The Mets have now lost 11 of their last 14 games and are under .500 at 17-18 for the first time since April 5 when they were 3-4.
“We just have to play better,” Mets manager Buck Showalter said. “I understand everyone’s job is to want reasons as to why… but we just have to play better. We control it. It’s not like there’s some outside element. We just have to play better.”
Pitching on three day’s rest, Joey Lucchesi went four innings on 70 pitches having allowed three runs on four hits with four strikeouts and three walks. He was actually lined up for the win after the Mets got one across in the fourth inning — which could have presented more with the bases loaded and one out — after Jeff McNeil drove in his second run of the day with a single to make it 4-3. The Mets had scored just four runs in their previous four games.
But Yacobonis walked Randal Grichuk to lead off the fifth inning before Bryant cannoned his fifth home run of the season over the left-field fence to put the Rockies in front. Ezequiel Tovar then doubled home CJ Cron and Ryan McMahon.
“I wasn’t in the zone early and my slider was backing up on me a little bit,” Yacabonis said. “I walked two guys and hung a slider. The next two hits were down the line. Some pieces of good hitting and some luck involved there.”
Hunter could do little to close up the floodgates when Austin Wynns drove home Tovar and Doyle cleared the bases with his first home run of the season over a hopeless McNeil, who watched it scrape over the right-field fence — the third round-tripper for the Rockies.
Grichuk got to Lucchesi early with a towering home run into the second deck of the left-field stands at Citi Field — his first of the season. It was the fifth time in six games that the Mets had allowed a first-inning run, but this time the offense had a response with three runs in the bottom of the frame.
“I just left it up,” Lucchesi said. “I was like ‘damn.’ He got me.”
Rockies starter Ryan Feltner walked the first two men he faced before McNeil drove home the tying run with a single to left, snapping an 0-for-11 personal skid and an 0-for-12 team drought with runners in scoring position against Colorado.
After Pete Alonso advanced runners to second and third with one out, Brett Baty snuck a single to right to score two. The Mets should have had a fourth when Luis Guillorme lined a two-out single to right, but before Baty could touch home plate, Daniel Vogelbach, who walked, was tagged out straying off second base after too aggressive of a turn.
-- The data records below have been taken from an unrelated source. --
//! Library: the page generator behind `GenerateBookPage`.
//!
//! Ties the pieces together for one validated configuration:
//!
//! ```text
//! book number ──encode──▶ FixedBuffer ──scramble──▶ scrambled book
//!                                                     │
//!                                     page slice ◀────┘
//!                                         │
//!                                         ▼ alphabet
//!                                       text
//! ```
//!
//! [`Library::locate`] walks the same path backwards: text to bytes,
//! unscramble, decode to a book number.

use tracing::{debug, trace};

use crate::address::{self, FixedBuffer};
use crate::config::LibraryConfig;
use crate::error::{BabelError, ConfigError};
use crate::page;
use crate::scramble::Scrambler;

/// Deterministic generator for every page of every book.
///
/// Immutable after construction and safe to share across threads.
#[derive(Debug, Clone)]
pub struct Library {
    config: LibraryConfig,
    scrambler: Scrambler,
}

impl Library {
    /// Validates `config` and initializes the cipher.
    ///
    /// # Errors
    /// Returns the first [`ConfigError`] found; a library is never built from
    /// an invalid configuration.
    ///
    /// # Examples
    ///
    /// ```
    /// use babel_library::{Library, LibraryConfig};
    ///
    /// let library = Library::new(LibraryConfig::default()).unwrap();
    /// assert_eq!(library.page_count(), 410);
    /// ```
    pub fn new(config: LibraryConfig) -> Result<Self, ConfigError> {
        config.validate()?;
        let scrambler = Scrambler::new(config.key(), config.iv())?;
        debug!(
            book_size = config.book_size(),
            page_size = config.page_size(),
            pages = config.page_count(),
            key_bits = scrambler.key_bits(),
            "library initialized"
        );
        Ok(Library { config, scrambler })
    }

    pub fn config(&self) -> &LibraryConfig {
        &self.config
    }

    pub fn scrambler(&self) -> &Scrambler {
        &self.scrambler
    }

    pub fn book_size(&self) -> usize {
        self.config.book_size()
    }

    pub fn page_size(&self) -> usize {
        self.config.page_size()
    }

    pub fn page_count(&self) -> usize {
        self.config.page_count()
    }

    /// Encodes a book number under the configured address policy.
    pub fn encode(&self, book: &str) -> Result<FixedBuffer, BabelError> {
        address::encode_address(book, self.book_size(), self.config.address_policy())
    }

    /// Encodes and scrambles a whole book.
    pub fn scrambled_book(&self, book: &str) -> Result<FixedBuffer, BabelError> {
        let buffer = self.encode(book)?;
        self.scrambler.scramble(buffer)
    }

    /// Recovers the raw buffer of a scrambled book.
    ///
    /// # Errors
    /// Returns [`BabelError::BufferLength`] if `scrambled` is not one book long.
    pub fn unscramble(&self, scrambled: FixedBuffer) -> Result<FixedBuffer, BabelError> {
        self.check_len(&scrambled)?;
        self.scrambler.unscramble(scrambled)
    }

    /// Returns the text of `page` in `book`.
    ///
    /// # Errors
    /// - [`BabelError::InvalidAddress`] if `book` is not a decimal numeral.
    /// - [`BabelError::AddressOverflow`] if `book` is too wide under the
    ///   rejecting policy.
    /// - [`BabelError::PageOutOfRange`] if `page` is not in `[0, page_count)`.
    /// - [`BabelError::UnmappedByte`] if the alphabet misses a generated byte.
    ///
    /// # Examples
    ///
    /// ```
    /// use babel_library::{BabelError, Library, LibraryConfig};
    ///
    /// let config = LibraryConfig::default().with_book_size(64).with_page_size(16);
    /// let library = Library::new(config).unwrap();
    ///
    /// let text = library.generate_book_page("42", 3).unwrap();
    /// assert_eq!(text.chars().count(), 16);
    /// assert_eq!(library.generate_book_page("42", 3).unwrap(), text);
    /// assert!(matches!(
    ///     library.generate_book_page("42", 4),
    ///     Err(BabelError::PageOutOfRange { .. })
    /// ));
    /// ```
    pub fn generate_book_page(&self, book: &str, page: i64) -> Result<String, BabelError> {
        let buffer = self.encode(book)?;
        page::page_range(page, self.book_size(), self.page_size())?;
        let scrambled = self.scrambler.scramble(buffer)?;
        let text = self.render(&scrambled, page)?;
        trace!(page, book_digits = book.len(), "page generated");
        Ok(text)
    }

    /// Renders `page` of an already scrambled book.
    pub fn render(&self, scrambled: &FixedBuffer, page: i64) -> Result<String, BabelError> {
        self.check_len(scrambled)?;
        page::render_page(scrambled, page, self.page_size(), self.config.alphabet())
    }

    /// Returns every page of `book`, in order, from a single scramble.
    pub fn generate_book(&self, book: &str) -> Result<Vec<String>, BabelError> {
        let scrambled = self.scrambled_book(book)?;
        self.render_all(&scrambled)
    }

    pub(crate) fn render_all(&self, scrambled: &FixedBuffer) -> Result<Vec<String>, BabelError> {
        let alphabet = self.config.alphabet();
        scrambled
            .as_bytes()
            .chunks_exact(self.page_size())
            .map(|page| alphabet.translate(page))
            .collect()
    }

    /// Finds the book whose `page` starts with `text`.
    ///
    /// Each glyph becomes its smallest byte value; the rest of the scrambled
    /// book is zero. The returned number is canonical decimal.
    ///
    /// # Errors
    /// - [`BabelError::UnknownGlyph`] if `text` uses a glyph outside the alphabet.
    /// - [`BabelError::TextTooLong`] if `text` has more glyphs than a page.
    /// - [`BabelError::PageOutOfRange`] for an invalid page index.
    ///
    /// # Examples
    ///
    /// ```
    /// use babel_library::{Library, LibraryConfig};
    ///
    /// let config = LibraryConfig::default().with_book_size(64).with_page_size(16);
    /// let library = Library::new(config).unwrap();
    ///
    /// let book = library.locate("hello world", 2).unwrap();
    /// assert!(library.generate_book_page(&book, 2).unwrap().starts_with("hello world"));
    /// ```
    pub fn locate(&self, text: &str, page: i64) -> Result<String, BabelError> {
        let range = page::page_range(page, self.book_size(), self.page_size())?;
        let len = text.chars().count();
        if len > self.page_size() {
            return Err(BabelError::TextTooLong {
                len,
                page_size: self.page_size(),
            });
        }

        let alphabet = self.config.alphabet();
        let mut scrambled = FixedBuffer::zeroed(self.book_size());
        let window = &mut scrambled.as_mut_bytes()[range];
        for (slot, glyph) in window.iter_mut().zip(text.chars()) {
            *slot = alphabet
                .byte_for(glyph)
                .ok_or(BabelError::UnknownGlyph { glyph })?;
        }

        let raw = self.scrambler.unscramble(scrambled)?;
        let book = address::decode_address(&raw);
        debug!(page, glyphs = len, book_digits = book.len(), "text located");
        Ok(book)
    }

    /// Checks that scrambling `book` and unscrambling it restores the buffer.
    pub fn verify(&self, book: &str) -> Result<bool, BabelError> {
        let buffer = self.encode(book)?;
        let scrambled = self.scrambler.scramble(buffer.clone())?;
        Ok(self.scrambler.unscramble(scrambled)? == buffer)
    }

    fn check_len(&self, buffer: &FixedBuffer) -> Result<(), BabelError> {
        if buffer.len() != self.book_size() {
            return Err(BabelError::BufferLength {
                expected: self.book_size(),
                actual: buffer.len(),
            });
        }
        Ok(())
    }
}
“I wasn’t trying to make an out on the bases especially when you have a guy on the ropes like that,” Vogelbach said. “I regretted it all game. I watch it over and over again… I came off the bag trying to find the ball thinking it was going to go home… I barely came off the bag and by the time I looked up, the ball was on me and I couldn’t get back.”
Lucchesi surrendered the lead in the third when he yielded an RBI double to Jurickson Profar and a run-scoring single to Bryant.
“The one I would like to take back is the Profar double,” Lucchesi said. “I doubled up on sinkers down and away and felt like I should have mixed it up… he made me pay for. That’s probably the biggest thing.”
The Mets could only muster one run in the fourth inning despite having the bases loaded with one out. After McNeil drove home his second run of the day, Alonso was called out on strikes on a high pitch out of the strike zone and Baty grounded out to reliever Brent Suter, who mopped up Feltner’s mess and set the stage for the Rockies’ breakout fifth inning.
“Let’s say that strike three to me is called a ball as it should have been, then maybe the momentum doesn’t shift when they get to hit,” Alonso said. “It’s tough.”